If you work on the documentation on your Desktop should you make the following first steps to have a working enviroment to edit the documentation in.
The Documentation uses MkDocs, a static Site-generator that allows to turn Markdown files into HTML files. Alongside it do we use The "Material for MkDocs" (Or Material for short) theme and some Markdown Extensions such as PyMdown.
You should download MkDocs and all required dependencies to allow having a live-preview of your changes set.
The simplest way to do this is by just downloading Material for MkDocs as it automatically downloads all necessary dependencies, including MkDocs and PyMdown.

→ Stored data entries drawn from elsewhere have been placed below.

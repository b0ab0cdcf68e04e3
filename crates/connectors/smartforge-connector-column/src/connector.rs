//! Guarded column-family connector.

use crate::statement::{Placeholders, StatementArgs, UserType};
use crate::transport::{ColumnCluster, ColumnSession};
use smartforge_core::{
    ColumnSettings, ConnectorError, ConnectorState, Diagnostics, ExclusionPolicy, Lifecycle, Reporter, Result,
    TracingDiagnostics, TransportError,
};
use std::collections::BTreeMap;
use parking_lot::Mutex;
use std::sync::Arc;

const NAME: &str = "ColumnConnector";

/// A live session and what it was opened for.
struct Connection<S> {
    session: S,
    keyspace: String,
    registered: Mutex<BTreeMap<String, UserType>>,
}

/// Connector for a column-family database.
pub struct ColumnConnector<C: ColumnCluster> {
    settings: ColumnSettings,
    cluster: C,
    exclusion: ExclusionPolicy,
    lifecycle: Lifecycle<Connection<C::Session>>,
}

impl<C: ColumnCluster> ColumnConnector<C> {
    pub fn new(settings: ColumnSettings, cluster: C) -> Self {
        Self::with_diagnostics(settings, cluster, Arc::new(TracingDiagnostics))
    }

    pub fn with_diagnostics(settings: ColumnSettings, cluster: C, diagnostics: Arc<dyn Diagnostics>) -> Self {
        let reporter = Reporter::new(NAME, diagnostics);
        reporter.info(format!(
            "creating a new {NAME} connecting to {}:{}",
            settings.host, settings.port
        ));
        if settings.credentials().is_none() {
            reporter.warn("no username or password set, connecting without authentication");
        }
        Self {
            exclusion: ExclusionPolicy::new(settings.exclusion),
            settings,
            cluster,
            lifecycle: Lifecycle::new(reporter),
        }
    }

    pub fn settings(&self) -> &ColumnSettings {
        &self.settings
    }

    fn transport_failure(&self, operation: &'static str, err: TransportError) -> ConnectorError {
        self.lifecycle.reporter().error(format!("{operation} failed: {err}"));
        ConnectorError::transport(NAME, operation, err)
    }

    /// Open a session bound to `keyspace`.
    pub fn connect(&self, keyspace: &str) -> Result<()> {
        let _guard = self.exclusion.acquire();
        self.lifecycle
            .connect_with(|| {
                let credentials = self.settings.credentials();
                let session = self.cluster.connect(
                    &self.settings.host,
                    self.settings.port,
                    credentials.as_ref(),
                    keyspace,
                )?;
                Ok::<_, TransportError>(Connection {
                    session,
                    keyspace: keyspace.to_string(),
                    registered: Mutex::default(),
                })
            })
            .map_err(|e| self.transport_failure("connect", e))
    }

    /// Open a session on the keyspace named in the settings.
    ///
    /// Reports an error and stays disconnected when the settings name none.
    pub fn connect_default(&self) -> Result<()> {
        match self.settings.keyspace.clone() {
            Some(keyspace) => self.connect(&keyspace),
            None => {
                self.lifecycle.reporter().error("no keyspace configured, not connecting");
                Ok(())
            }
        }
    }

    /// Shut the cluster down.
    pub fn disconnect(&self) -> Result<()> {
        let _guard = self.exclusion.acquire();
        self.lifecycle
            .disconnect_with(|_| self.cluster.shutdown())
            .map_err(|e| self.transport_failure("disconnect", e))
    }

    pub fn is_connected(&self) -> bool {
        let _guard = self.exclusion.acquire();
        self.lifecycle.is_connected()
    }

    pub fn state(&self) -> ConnectorState {
        let _guard = self.exclusion.acquire();
        self.lifecycle.state()
    }

    /// Keyspace of the live session.
    pub fn keyspace(&self) -> Option<String> {
        let _guard = self.exclusion.acquire();
        self.lifecycle.current().map(|c| c.keyspace.clone())
    }

    /// Execute a statement that returns no rows.
    ///
    /// - bind markers and `args` ⇒ bound execution
    /// - bind markers without `args` ⇒ usage error, nothing executed
    /// - no bind markers ⇒ verbatim execution, `args` ignored
    pub fn insert(&self, statement: &str, args: &StatementArgs) -> Result<()> {
        let _guard = self.exclusion.acquire();
        let Some(conn) = self.lifecycle.session("insert") else {
            return Ok(());
        };

        let placeholders = Placeholders::scan(statement);
        let result = if placeholders.is_empty() {
            conn.session.execute(statement)
        } else if args.is_empty() {
            self.lifecycle
                .reporter()
                .warn(format!("statement {statement:?} expects arguments that were not given"));
            return Ok(());
        } else {
            conn.session.execute_bound(statement, args)
        };
        result.map_err(|e| self.transport_failure("insert", e))
    }

    /// Associate `mapping` with the user-defined type `type_name` in the
    /// keyspace passed to [`connect`](Self::connect).
    pub fn register_type(&self, type_name: &str, mapping: UserType) -> Result<()> {
        let _guard = self.exclusion.acquire();
        let Some(conn) = self.lifecycle.session("register_type") else {
            return Ok(());
        };
        self.cluster
            .register_user_type(&conn.keyspace, type_name, &mapping)
            .map_err(|e| self.transport_failure("register_type", e))?;
        conn.registered.lock().insert(type_name.to_string(), mapping);
        Ok(())
    }

    /// User types registered on the live session.
    pub fn registered_types(&self) -> Vec<String> {
        let _guard = self.exclusion.acquire();
        self.lifecycle
            .current()
            .map(|c| c.registered.lock().keys().cloned().collect())
            .unwrap_or_default()
    }
}

impl<C: ColumnCluster> std::fmt::Debug for ColumnConnector<C> {
    fn fmt(&self, f: &mut std::fmt::Formatter<'_>) -> std::fmt::Result {
        f.debug_struct("ColumnConnector")
            .field("host", &self.settings.host)
            .field("port", &self.settings.port)
            .field("exclusion", &self.exclusion.mode())
            .field("state", &self.lifecycle.state())
            .finish()
    }
}

#[cfg(test)]
mod tests {
    use super::*;
    use crate::memory::{ConnectRequest, Executed, MemoryColumnCluster, Operation};
    use smartforge_core::testutil::RecordingDiagnostics;
    use tracing::Level;

    fn connector() -> (ColumnConnector<MemoryColumnCluster>, MemoryColumnCluster, RecordingDiagnostics) {
        let cluster = MemoryColumnCluster::with_keyspaces(["forge"]);
        let diagnostics = RecordingDiagnostics::default();
        let mut settings = ColumnSettings::new("cassandra");
        settings.username = "forge".into();
        settings.password = "secret".into();
        let connector = ColumnConnector::with_diagnostics(settings, cluster.clone(), Arc::new(diagnostics.clone()));
        (connector, cluster, diagnostics)
    }

    #[test]
    fn missing_credentials_warn_at_construction() {
        let diagnostics = RecordingDiagnostics::default();
        let _ = ColumnConnector::with_diagnostics(
            ColumnSettings::new("cassandra"),
            MemoryColumnCluster::default(),
            Arc::new(diagnostics.clone()),
        );
        assert!(diagnostics.contains(Level::WARN, "without authentication"));
    }

    #[test]
    fn cluster_receives_contact_point_and_login() {
        let (col, cluster, _) = connector();
        col.connect("forge").unwrap();
        assert_eq!(
            cluster.connections(),
            vec![ConnectRequest {
                host: "cassandra".into(),
                port: 9042,
                username: Some("forge".into()),
                keyspace: "forge".into(),
            }]
        );
    }

    #[test]
    fn anonymous_login_passes_no_credentials() {
        let cluster = MemoryColumnCluster::with_keyspaces(["forge"]);
        let col = ColumnConnector::with_diagnostics(
            ColumnSettings::new("cassandra"),
            cluster.clone(),
            Arc::new(RecordingDiagnostics::default()),
        );
        col.connect("forge").unwrap();
        assert_eq!(cluster.connections()[0].username, None);
    }

    #[test]
    fn bound_execution_with_args() {
        let (col, cluster, _) = connector();
        col.connect("forge").unwrap();
        let args = StatementArgs::new().bind("id", 1).bind("temp", 21.5);
        col.insert("INSERT INTO readings (id, temp) VALUES (:id, :temp)", &args).unwrap();

        assert_eq!(
            cluster.executed(),
            vec![Executed {
                keyspace: "forge".into(),
                statement: "INSERT INTO readings (id, temp) VALUES (:id, :temp)".into(),
                args: Some(args),
            }]
        );
    }

    #[test]
    fn markers_without_args_execute_nothing() {
        let (col, cluster, diagnostics) = connector();
        col.connect("forge").unwrap();
        col.insert("INSERT INTO readings (id) VALUES (?)", &StatementArgs::new()).unwrap();

        assert!(cluster.executed().is_empty());
        assert!(diagnostics.contains(Level::WARN, "expects arguments"));
    }

    #[test]
    fn verbatim_statement_ignores_args() {
        let (col, cluster, _) = connector();
        col.connect("forge").unwrap();
        col.insert("TRUNCATE readings", &StatementArgs::new().bind("unused", 1)).unwrap();
        assert_eq!(cluster.executed()[0].args, None);
    }

    #[test]
    fn register_type_is_scoped_to_keyspace() {
        let (col, cluster, _) = connector();
        col.register_type("reading", UserType::new().field("value", "double")).unwrap();
        assert!(cluster.registrations().is_empty());

        col.connect("forge").unwrap();
        col.register_type("reading", UserType::new().field("value", "double")).unwrap();
        let registrations = cluster.registrations();
        assert_eq!(registrations.len(), 1);
        assert_eq!(registrations[0].keyspace, "forge");
        assert_eq!(col.registered_types(), vec!["reading".to_string()]);
    }

    #[test]
    fn disconnected_insert_never_reaches_cluster() {
        let (col, cluster, diagnostics) = connector();
        col.insert("TRUNCATE readings", &StatementArgs::new()).unwrap();
        assert!(cluster.executed().is_empty());
        assert!(diagnostics.contains(Level::ERROR, "not connected"));
    }

    #[test]
    fn lifecycle_and_failures() {
        let (col, cluster, diagnostics) = connector();
        assert!(col.connect("missing").unwrap_err().is_transport());
        assert!(!col.is_connected());

        col.connect("forge").unwrap();
        col.connect("forge").unwrap();
        assert_eq!(cluster.connects(), 1);
        assert_eq!(diagnostics.count(Level::WARN), 1);
        assert_eq!(col.keyspace().as_deref(), Some("forge"));

        cluster.fail_next(Operation::Shutdown);
        assert!(col.disconnect().is_err());
        assert!(col.is_connected());

        col.disconnect().unwrap();
        assert_eq!(col.state(), ConnectorState::Disconnected);
        assert_eq!(col.keyspace(), None);
        assert_eq!(cluster.shutdowns(), 1);
    }

    #[test]
    fn connect_default_uses_settings() {
        let cluster = MemoryColumnCluster::with_keyspaces(["forge"]);
        let mut settings = ColumnSettings::new("cassandra");
        settings.keyspace = Some("forge".into());
        let col = ColumnConnector::new(settings, cluster);
        col.connect_default().unwrap();
        assert_eq!(col.keyspace().as_deref(), Some("forge"));
    }
}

Make sure to enable and use the Live-preview from MkDocs to see the changes you made to a file in real-time.
To achieve this, simply run mkdocs serve and then head over to localhost:8000 to see the page.
Now that you've setup your enviroment to work properly will the next step be to actually editing the pages you want.
We recommend to use Notepad++, a free and open source Text Editor that is perfect for editing Markdown files. You can of course use whatever Text Editor you prefer as long as it keeps formatting intact and doesn't do things such as removing leading/trailing spaces.
We have a dedicated page on our Documentation that explains the general formatting of certain aspects in our Documentation. Make sure to follow any mentioned rules/guidelines there to not have formatting issues.
Headers need to follow some specific rules.
There can only be one H1 Header (# <text>) at the very top of the page as adding multiple ones would break the Table of Contents shown, which is something we want to avoid.
The headers themself should be simple and easy to understand. If they're part of the API page and represent a path for the URL should they also link to the URL in question and also represent the actual path.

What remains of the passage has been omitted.